School Administrator, August, 2003 by Priscilla Pardini
Meanwhile, the City of Charleston rents the third floor of the building from the district, a move that brings in $300,000 a year. The city also built a parking garage adjacent to the building that provides the district with 160 parking places free of charge. Says Hartley, "These days, you have to look for creative ways to get these kinds of projects done."
RELATED ARTICLE: Case Study No. I: Harford County, Md.
There's no denying the fact that something has to be done about the state of the administrative office facilities in the Harford County, Md., Public Schools.
"We're renting office space all up and down Main Street in Bel Air," says John Miller, supervisor of purchasing for the district. Space at those sites is designed to supplement office space in the district's 121-year-old administration building, which for years has been expanded with portable trailers. All in all, it's an inefficient and costly way to manage the 40,000-student, 5,000-employee district.
The school board's hand has been forced by rapidly increasing enrollment--the student population stood at 26,000 in 1984--to first build and renovate schools. A new administration building, says Miller, "was never a priority."
But Miller says he's optimistic that officials may have come up with a creative way to generate the capital funds in a "budget neutral" way. The idea is for Harford County to enter into a partnership with a private contractor who would design and build the district a new central-office building. The contractor then would lease the building to the district for 25 years, at which point the district would own the building. Leasing will cost the district no more than the $400,000 a year it now pays to rent space for administrators at six satellite locations.
A total of 17 contractors indicated interest in the project, and five were asked to submit formal proposals to the district. Miller hopes cons tracts can be signed this summer and the new offices opened by 2005. He calls the plan a "politically appealing" way of upgrading administrative space.
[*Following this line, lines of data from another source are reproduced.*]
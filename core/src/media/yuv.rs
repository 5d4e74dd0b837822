//! media/yuv.rs
//! Raw planar YUV source presented through the decoder seam.
//!
//! Frames are read tightly packed from the source and scattered into
//! row-padded picture buffers that are reused from frame to frame, the way a
//! real decoder hands out its internal picture memory.

use std::io::Read;
use tracing::{debug, trace};

use crate::media::decoder::{FrameCallback, FrameDecoder};
use crate::media::frame::{ChromaFormat, Frame, Plane, PlaneKind};
use crate::stream::io::{open_input, read_exact_or_eof, InputSource};
use crate::types::HarnessError;
use crate::utils::align_up;

/// Row padding applied to the decoder's picture buffers.
#[derive(Debug, Clone, Copy, PartialEq, Eq, Default)]
pub enum RowPadding {
    /// stride == width
    #[default]
    None,
    /// stride == width + n
    Extra(usize),
    /// stride == width rounded up to a multiple of n
    Align(usize),
}

impl RowPadding {
    pub fn stride(&self, width: usize) -> usize {
        match self {
            RowPadding::None => width,
            RowPadding::Extra(n) => width + n,
            RowPadding::Align(n) => align_up(width, *n),
        }
    }
}

/// Padding byte written into the unused tail of each row.
const PAD_BYTE: u8 = 0xA5;

pub struct RawYuvDecoder {
    reader: Box<dyn Read + Send>,
    width: usize,
    height: usize,
    chroma: ChromaFormat,
    padding: RowPadding,
    packed: Vec<u8>,
    planes: [Vec<u8>; 3],
    strides: [usize; 3],
    frames: u64,
    exhausted: bool,
}

impl RawYuvDecoder {
    pub fn new(
        source: InputSource,
        width: usize,
        height: usize,
        chroma: ChromaFormat,
    ) -> Result<Self, HarnessError> {
        if width == 0 || height == 0 {
            return Err(HarnessError::Validation(format!(
                "raw yuv dimensions must be non-zero, got {}x{}",
                width, height
            )));
        }
        let reader = open_input(source)?;
        let mut dec = Self {
            reader,
            width,
            height,
            chroma,
            padding: RowPadding::None,
            packed: vec![0u8; chroma.frame_len(width, height)],
            planes: [Vec::new(), Vec::new(), Vec::new()],
            strides: [0; 3],
            frames: 0,
            exhausted: false,
        };
        dec.allocate_planes();
        Ok(dec)
    }

    pub fn with_padding(mut self, padding: RowPadding) -> Self {
        self.padding = padding;
        self.allocate_planes();
        self
    }

    fn allocate_planes(&mut self) {
        for (i, kind) in PlaneKind::ORDER.iter().enumerate() {
            let (w, h) = self.chroma.plane_dims(*kind, self.width, self.height);
            let stride = self.padding.stride(w);
            self.strides[i] = stride;
            self.planes[i] = vec![PAD_BYTE; stride * h];
        }
    }

    pub fn frames_decoded(&self) -> u64 {
        self.frames
    }

    pub fn stride(&self, plane: PlaneKind) -> usize {
        match plane {
            PlaneKind::Y => self.strides[0],
            PlaneKind::U => self.strides[1],
            PlaneKind::V => self.strides[2],
        }
    }

    fn scatter_packed(&mut self) {
        let mut off = 0;
        for (i, kind) in PlaneKind::ORDER.iter().enumerate() {
            let (w, h) = self.chroma.plane_dims(*kind, self.width, self.height);
            let stride = self.strides[i];
            for row in 0..h {
                let base = row * stride;
                self.planes[i][base..base + w].copy_from_slice(&self.packed[off..off + w]);
                off += w;
            }
        }
    }

    fn plane(&self, i: usize) -> Result<Plane<'_>, HarnessError> {
        let kind = PlaneKind::ORDER[i];
        let (w, h) = self.chroma.plane_dims(kind, self.width, self.height);
        Ok(Plane::new(kind, &self.planes[i], w, h, self.strides[i])?)
    }
}

impl FrameDecoder for RawYuvDecoder {
    fn produce_next_frame(&mut self, on_frame: &mut FrameCallback<'_>) -> Result<bool, HarnessError> {
        if self.exhausted {
            return Ok(false);
        }

        let want = self.packed.len();
        let got = read_exact_or_eof(&mut self.reader, &mut self.packed)?;
        if got == 0 {
            debug!(frames = self.frames, "raw yuv source exhausted");
            self.exhausted = true;
            return Ok(false);
        }
        if got < want {
            self.exhausted = true;
            return Err(HarnessError::Decode(format!(
                "truncated frame {}: {} of {} bytes",
                self.frames, got, want
            )));
        }

        self.scatter_packed();
        let frame = Frame::new(self.plane(0)?, self.plane(1)?, self.plane(2)?);
        on_frame(&frame)?;

        self.frames += 1;
        trace!(frame = self.frames, "decoded raw yuv frame");
        Ok(true)
    }
}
With the county studying the feasibility of building a new high school and middle school, that's an important consideration.
Case Study No. 2: Orange and Broward Counties, Florida
School officials in two Florida counties, Orange and Broward, came under fire when they moved their district headquarters to glass-enclosed skyscrapers in 1990. In downtown Orlando, Orange County's new $20 million, 221,000-square-foot facility was quickly dubbed the "Ivory Tower." In Fort Lauderdale, Broward County's $23.3 million, 180,000-square-foot former bank building was termed the "Crystal Palace."
Thirteen years later, however, officials in the two districts are facing radically different scenarios when it comes to dealing with their high-profile administrative headquarters.
Thomas J. Calhoun, Broward's former deputy superintendent for facilities and construction management, concedes the building still raises the hackles of some locals. "Every once in a while you hear comments about luxurious quarters," says Calhoun. "We're still paying the price for something we did 10 years ago."